Atualizado: 24 de jan. de 2020

Orientação Normativa “ON-GEADE-002-01”, aprovada pela Portaria nº 162, de 21 de setembro 2001, da Secretaria do Patrimônio da União (SPU), continua valendo


COMISSÃO DE DESENVOLVIMENTO URBANO

PROJETO DE DECRETO LEGISLATIVO Nº 581, DE 2017


Susta a aplicação da Orientação Normativa “ON-GEADE-002-01”, aprovada pela Portaria nº 162, de 21 de setembro 2001, da Secretaria do Patrimônio da União (SPU), e todos os processos administrativos demarcatórios que tenham utilizado essa orientação normativa. Autor: SENADO FEDERAL - DÁRIO BERGER

Relator: Deputado GUSTAVO FRUET


I - RELATÓRIO O Projeto de Decreto Legislativo nº 581, de 2017, pretende sustar a aplicação da Orientação Normativa ON-GEADE-002-01, aprovada pela Portaria nº 162, de 21 de setembro de 2001, da Secretaria do Patrimônio da União (SPU). O referido regulamento disciplina a demarcação de terrenos de marinha e seus acrescidos. O PDC em tela, por meio de seu art. 2º, susta também todos os procedimentos administrativos e atos normativos de demarcação de terrenos de marinha e seus acrescidos que não tenham:


a) excluído da demarcação os imóveis doados a entes públicos ou privados, mediante autorização em lei federal, estadual ou municipal;

b) excluído da demarcação os terrenos de mangue da costa e seus acrescidos incluídos, enquanto domínio territorial, como terras devolutas, caso não pertençam, por algum 2 título, ao domínio particular, mesmo que de ocupação rural e urbana, não consolidado, enquadráveis como áreas de preservação permanente na forma da Lei nº 12.651, de 25 de maio de 2012;

c) excluído da demarcação as margens dos rios e das lagoas não navegáveis ou flutuáveis em 1831, mesmo que em domínio marítimo, classificados como comuns ou particulares, conforme os arts. 7º e 8º do Decreto nº 24.643, de 10 de julho de 1934;

d) excluído da demarcação as linhas costeiras interiores e os domínios marítimos de rios e lagoas públicas, navegáveis, de domínio hídrico dos estados, por força do inciso I do art. 26 da Constituição Federal, da Lei nº 8.617, de 4 de janeiro de 1993, e do Decreto nº 8.400, de 4 de janeiro de 2015; e

e) excluído da demarcação os imóveis costeiros em trecho da costa sobre avanço do mar cujos limites mais próximos às margens das águas em 1831 se encontrem, hoje, de acordo com a Linha de Preamar Média de 1831 (LPM), em cota altimétrica superior à Média das Preamares Superiores (MHHW), indicada nas cartas náuticas de grande escala, publicadas pela Diretoria de Hidrografia e Navegação (DHN) da Marinha do Brasil.

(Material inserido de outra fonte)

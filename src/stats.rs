use std::sync::Arc;

use chrono::{DateTime, Duration, Utc};

use crate::auth::Actor;
use crate::error::ServiceResult;
use crate::models::{ActionKind, Id, ModerationStats, ReportCounts, ResolutionSample};
use crate::repo::{ModerationActionRepo, Repo, ReportRepo};

const WEEK_DAYS: i64 = 7;
const MONTH_DAYS: i64 = 30;
/// Trailing window for the average time-to-resolution.
const RESPONSE_WINDOW_DAYS: i64 = 30;

/// Folds per-kind action counts into the stats fields. Kinds without a field are ignored.
pub fn apply_action_counts(stats: &mut ModerationStats, counts: &[(ActionKind, i64)]) {
    for &(kind, n) in counts {
        match kind {
            ActionKind::HideContent => stats.content_hidden += n,
            ActionKind::DeleteContent => stats.content_deleted += n,
            ActionKind::WarnUser => stats.users_warned += n,
            ActionKind::BanUserTemp => stats.users_banned_temp += n,
            ActionKind::BanUserPermanent => stats.users_banned_perm += n,
            ActionKind::Dismiss | ActionKind::Unban | ActionKind::RestoreContent => {}
        }
    }
}

/// Mean hours between report creation and the resolving action. `0.0` with no samples.
pub fn average_response_hours(samples: &[ResolutionSample]) -> f64 {
    if samples.is_empty() {
        return 0.0;
    }
    let total_secs: i64 = samples
        .iter()
        .map(|s| (s.resolved_at - s.reported_at).num_seconds().max(0))
        .sum();
    total_secs as f64 / samples.len() as f64 / 3600.0
}

#[derive(Clone)]
pub struct ModerationStatistics {
    reports: Arc<dyn ReportRepo>,
    actions: Arc<dyn ModerationActionRepo>,
}

impl ModerationStatistics {
    pub fn new<R: Repo + 'static>(repo: Arc<R>) -> Self {
        Self { reports: repo.clone(), actions: repo }
    }

    pub async fn get_stats(&self, actor: Actor, moderator_id: Option<Id>) -> ServiceResult<ModerationStats> {
        actor.require_staff()?;
        self.stats_at(moderator_id, Utc::now()).await
    }

    /// Report counts are global; everything derived from the audit trail honours
    /// `moderator_id`.
    pub async fn stats_at(&self, moderator_id: Option<Id>, now: DateTime<Utc>) -> ServiceResult<ModerationStats> {
        let ReportCounts { total, pending, resolved, .. } = self.reports.count_by_status().await?;
        let mut stats = ModerationStats {
            total_reports: total,
            pending_reports: pending,
            resolved_reports: resolved,
            ..Default::default()
        };

        let counts = self.actions.action_counts(moderator_id).await?;
        apply_action_counts(&mut stats, &counts);

        stats.actions_this_week = self
            .actions
            .count_actions_since(moderator_id, now - Duration::days(WEEK_DAYS))
            .await?;
        stats.actions_this_month = self
            .actions
            .count_actions_since(moderator_id, now - Duration::days(MONTH_DAYS))
            .await?;

        let samples = self
            .actions
            .resolution_samples(moderator_id, now - Duration::days(RESPONSE_WINDOW_DAYS))
            .await?;
        stats.average_response_time_hours = average_response_hours(&samples);
        Ok(stats)
    }
}
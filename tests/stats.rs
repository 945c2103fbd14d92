#![cfg(feature = "inmem-store")]

mod common;

use chrono::{Duration, Utc};
use common::*;
use veil::error::ServiceError;
use veil::models::*;
use veil::moderation::ModerationExecutor;
use veil::reports::ReportLedger;
use veil::stats::ModerationStatistics;

#[tokio::test]
async fn stats_reflect_reports_and_actions() {
    let f = Fixture::new().await;
    let ledger = ReportLedger::new(f.repo.clone());
    let executor = ModerationExecutor::new(f.repo.clone());
    let stats = ModerationStatistics::new(f.repo.clone());

    let spam = ledger.submit(f.reporter.id, report_request("thread", f.thread.id, "spam")).await.unwrap();
    let abuse = ledger.submit(f.bystander.id, report_request("thread", f.thread.id, "harassment")).await.unwrap();
    let reply = ledger.submit(f.author.id, report_request("reply", f.reply.id, "other")).await.unwrap();
    ledger.submit(f.admin.id, report_request("reply", f.reply.id, "spam")).await.unwrap();

    executor.execute(actor(&f.moderator), spam.id, action_request("dismiss", None)).await.unwrap();
    executor.execute(actor(&f.moderator), abuse.id, action_request("hide_content", None)).await.unwrap();
    executor.execute(actor(&f.admin), reply.id, action_request("ban_user_temp", Some(3))).await.unwrap();

    let all = stats.get_stats(actor(&f.admin), None).await.unwrap();
    assert_eq!(all.total_reports, 4);
    assert_eq!(all.pending_reports, 1);
    assert_eq!(all.resolved_reports, 2);
    assert_eq!(all.content_hidden, 1);
    assert_eq!(all.users_banned_temp, 1);
    assert_eq!(all.users_banned_perm, 0);
    assert_eq!(all.actions_this_week, 3);
    assert_eq!(all.actions_this_month, 3);
    assert!(all.average_response_time_hours >= 0.0);
    assert!(all.average_response_time_hours < 1.0);

    let mine = stats.get_stats(actor(&f.moderator), Some(f.moderator.id)).await.unwrap();
    assert_eq!(mine.total_reports, 4, "report counts are global");
    assert_eq!(mine.content_hidden, 1);
    assert_eq!(mine.users_banned_temp, 0);
    assert_eq!(mine.actions_this_week, 2);
}

#[tokio::test]
async fn windows_slide_with_the_clock() {
    let f = Fixture::new().await;
    let ledger = ReportLedger::new(f.repo.clone());
    let executor = ModerationExecutor::new(f.repo.clone());
    let stats = ModerationStatistics::new(f.repo.clone());

    let r = ledger.submit(f.reporter.id, report_request("thread", f.thread.id, "spam")).await.unwrap();
    executor.execute(actor(&f.moderator), r.id, action_request("warn_user", None)).await.unwrap();

    let later = stats.stats_at(None, Utc::now() + Duration::days(10)).await.unwrap();
    assert_eq!(later.users_warned, 1);
    assert_eq!(later.actions_this_week, 0);
    assert_eq!(later.actions_this_month, 1);

    let much_later = stats.stats_at(None, Utc::now() + Duration::days(40)).await.unwrap();
    assert_eq!(much_later.actions_this_month, 0);
    assert_eq!(much_later.average_response_time_hours, 0.0);
}

#[tokio::test]
async fn empty_system_and_access() {
    let f = Fixture::new().await;
    let stats = ModerationStatistics::new(f.repo.clone());

    let s = stats.get_stats(actor(&f.moderator), None).await.unwrap();
    assert_eq!(s, ModerationStats::default());

    let err = stats.get_stats(actor(&f.reporter), None).await.unwrap_err();
    assert!(matches!(err, ServiceError::InsufficientRole));
}
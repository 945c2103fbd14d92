use crate::auth::Role;
use crate::models::*;
use utoipa::OpenApi;

#[derive(OpenApi)]
#[openapi(
    paths(
        crate::routes::submit_report,
        crate::routes::my_reports,
        crate::routes::moderation_queue,
        crate::routes::get_report,
        crate::routes::execute_action,
        crate::routes::list_actions,
        crate::routes::moderation_stats,
        crate::routes::ban_status,
        crate::routes::ban_user,
        crate::routes::unban_user,
        crate::routes::reports_against_user,
        crate::routes::list_notes,
        crate::routes::create_note,
        crate::routes::delete_note,
        crate::routes::moderate_thread,
        crate::routes::moderate_reply,
        crate::routes::create_category,
        crate::routes::list_threads,
        crate::routes::lock_category,
        crate::routes::subscribe,
        crate::routes::unsubscribe,
        crate::routes::create_thread,
        crate::routes::get_thread,
        crate::routes::lock_thread,
        crate::routes::list_replies,
        crate::routes::create_reply,
        crate::routes::get_reply,
        crate::routes::get_user,
        crate::routes::create_user,
    ),
    components(schemas(
        Role, User, NewUser, UserStatus, BanStatus,
        Category, CreateCategoryRequest, SubscribeRequest, LockRequest,
        Thread, CreateThreadRequest, Reply, CreateReplyRequest, ModerationStatus,
        Report, CreateReportRequest, ContentType, ReportReason, ReportStatus, Priority,
        QueueEntry, OffenderHistory, ActivityLevel,
        ModerationAction, ModerationActionRequest, BanRequest, BanType, ActionKind,
        ContentModerationRequest,
        ModerationStats, ModeratorNote, CreateNoteRequest,
        ReportPage, QueuePage, ActionPage, NotePage,
    )),
    tags(
        (name = "reports", description = "Report submission"),
        (name = "moderation", description = "Triage queue, actions, bans, statistics and notes"),
        (name = "content", description = "Categories, threads and replies"),
    )
)]
pub struct ApiDoc;
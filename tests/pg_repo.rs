#![cfg(feature = "postgres-store")]

use sqlx::postgres::PgPoolOptions;
use std::sync::Arc;
use veil::auth::Role;
use veil::error::ServiceError;
use veil::models::*;
use veil::moderation::ModerationExecutor;
use veil::reports::ReportLedger;
use veil::repo::pg::PgRepo;
use veil::repo::{CategoryRepo, ReportRepo, RepoError, ThreadRepo, UserRepo};

async fn pg_repo() -> Option<PgRepo> {
    let url = std::env::var("DATABASE_URL").ok()?;
    let pool = PgPoolOptions::new()
        .max_connections(2)
        .acquire_timeout(std::time::Duration::from_secs(5))
        .connect(&url)
        .await
        .ok()?;
    sqlx::migrate!("./migrations").run(&pool).await.ok()?;
    Some(PgRepo::new(pool))
}

fn uniq(prefix: &str) -> String {
    use std::time::{SystemTime, UNIX_EPOCH};
    let ns = SystemTime::now().duration_since(UNIX_EPOCH).unwrap().as_nanos();
    format!("{prefix}{ns}")
}

async fn seed(repo: &PgRepo) -> (User, User, User, Thread) {
    let user = |role| NewUser { username: uniq("u-"), role };
    let author = repo.create_user(user(Role::User)).await.unwrap();
    let reporter = repo.create_user(user(Role::User)).await.unwrap();
    let moderator = repo.create_user(user(Role::Moderator)).await.unwrap();
    let category = repo
        .create_category(NewCategory {
            name: "General".into(),
            slug: uniq("general-"),
            description: String::new(),
            is_private: false,
            password_hash: None,
        })
        .await
        .unwrap();
    let thread = repo
        .create_thread(NewThread {
            category_id: category.id,
            author_id: author.id,
            title: "First".into(),
            content: "OP body".into(),
            is_private: false,
            password_hash: None,
            assigned_moderator_id: None,
        })
        .await
        .unwrap();
    (author, reporter, moderator, thread)
}

#[tokio::test]
#[serial_test::serial]
async fn unique_index_rejects_duplicate_reports() {
    let Some(repo) = pg_repo().await else { eprintln!("skip: no DATABASE_URL"); return };
    let (author, reporter, _, thread) = seed(&repo).await;
    let new = || NewReport {
        content_type: ContentType::Thread,
        content_id: thread.id,
        reporter_id: reporter.id,
        reported_user_id: author.id,
        reason: ReportReason::Spam,
        description: String::new(),
        priority: Priority::Medium,
    };
    repo.create_report(new()).await.unwrap();
    assert!(matches!(repo.create_report(new()).await.unwrap_err(), RepoError::Conflict));
}

#[tokio::test]
#[serial_test::serial]
async fn moderation_round_trip_against_postgres() {
    let Some(repo) = pg_repo().await else { eprintln!("skip: no DATABASE_URL"); return };
    let (author, reporter, moderator, thread) = seed(&repo).await;
    let repo = Arc::new(repo);
    let ledger = ReportLedger::new(repo.clone());
    let executor = ModerationExecutor::new(repo.clone());

    let report = ledger
        .submit(
            reporter.id,
            CreateReportRequest {
                content_type: "thread".into(),
                content_id: thread.id,
                reason: "hate_speech".into(),
                description: "slurs".into(),
            },
        )
        .await
        .unwrap();
    assert_eq!(report.priority, Priority::High);

    let moderator_actor = veil::auth::Actor { id: moderator.id, role: moderator.role };
    let record = executor
        .execute(
            moderator_actor,
            report.id,
            ModerationActionRequest {
                action: "ban_user_temp".into(),
                reason: "hate speech".into(),
                ban_duration_days: Some(14),
                internal_notes: None,
            },
        )
        .await
        .unwrap();
    assert_eq!(record.action, ActionKind::BanUserTemp);
    assert_eq!(repo.get_user(author.id).await.unwrap().status, UserStatus::Suspended);
    assert_eq!(repo.get_report(report.id).await.unwrap().status, ReportStatus::Resolved);

    // guarded update: a resolved report stays resolved
    assert!(matches!(
        repo.set_report_status(report.id, ReportStatus::Reviewed).await.unwrap_err(),
        RepoError::Conflict
    ));
    let err = executor
        .execute(
            moderator_actor,
            report.id,
            ModerationActionRequest {
                action: "dismiss".into(),
                reason: "oops".into(),
                ban_duration_days: None,
                internal_notes: None,
            },
        )
        .await
        .unwrap_err();
    assert!(matches!(err, ServiceError::ReportAlreadyResolved));

    let locked = repo.set_thread_locked(thread.id, true).await.unwrap();
    assert!(locked.is_locked);
}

Por fim, o art. 3º do PDC nº 581, de 2017, susta todos os processos administrativos de demarcação de terrenos de marinha da União, em margens de domínio oceanográfico e hidrográfico, reconhecidos pelas autoridades públicas competentes, pela Marinha do Brasil, pela Agência Nacional de Transportes Aquaviários (Antaq) ou pela Agência Nacional de Águas (ANA) como sendo de domínio fluvial ou marítimo dos entes estaduais.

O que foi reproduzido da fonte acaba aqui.